Assessment of the mechanisms exerting glucose-lowering effects of dried peas in glucose-intolerant rats

作者:Whitlock Kevin A; Kozicky Lisa; Jin Alena; Yee Homun; Ha Christine; Morris Jill; Field Catherine J; Bell Rhonda C; Ozga Jocelyn A; Chan Catherine B*
来源:British Journal of Nutrition, 2012, 108: S91-S102.
DOI:10.1017/S0007114512000736

摘要

The present study compared the effects of feeding uncooked pea fractions (embryo v. seed coat) on glucose homeostasis in glucose-intolerant rats and examined potential mechanisms influencing glucose homeostasis. Rats were made glucose intolerant by high-fat feeding, after which diets containing both high-fat and pea fractions were fed for 4 weeks. Rats fed diets containing uncooked pea seed coats low (non-coloured seed coat; NSC) or high (coloured seed coat; CSC) in proanthocyanidins but not embryos had improved oral glucose tolerance (P<0.05). NSC also lowered fasting and glucose-stimulated insulin secretion (P<0.05), decreased beta-cell mass by 50% (P<0.05) and lowered levels of malondialdehyde, a marker of oxidative stress.

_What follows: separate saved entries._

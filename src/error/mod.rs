//! Error types for validation failures.
//!
//! [`ErrorRecord`] describes one failing leaf with its full path,
//! [`ValidationErrors`] is the single non-empty container returned per call,
//! and [`ErrorAccumulator`] gathers records while a node is being validated.
//! [`StageError`] is what caller-supplied stage functions raise, and
//! [`SchemaFault`] is the unrecoverable side that never becomes a record.

mod accumulator;
mod fault;
mod record;

pub use accumulator::ErrorAccumulator;
pub use fault::{SchemaFault, StageError};
pub use record::{ErrorContext, ErrorKind, ErrorRecord, ValidationErrors};

pub(crate) use record::fill_template;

Furthermore, NSC decreased the mucosal thickness of the colon by 25% (P<0.05), which might affect fibre fermentation and other gut functions. Small but statistically significant (P<0.05) effects consistent with enhanced glucose transport or metabolism were observed in the skeletal muscle of rats fed NSC or CSC, for example, increased levels of AMP-dependent kinase or akt. We conclude that pea seed coats are the fraction exerting beneficial effects on glucose tolerance. Most of the changes were small in amplitude, suggesting that additive effects on multiple tissues may be important. NSC content appeared to have the most beneficial effects in improving glucose homeostasis but our ability to detect the effect of flavonoids may have been limited by their low concentration in the diet.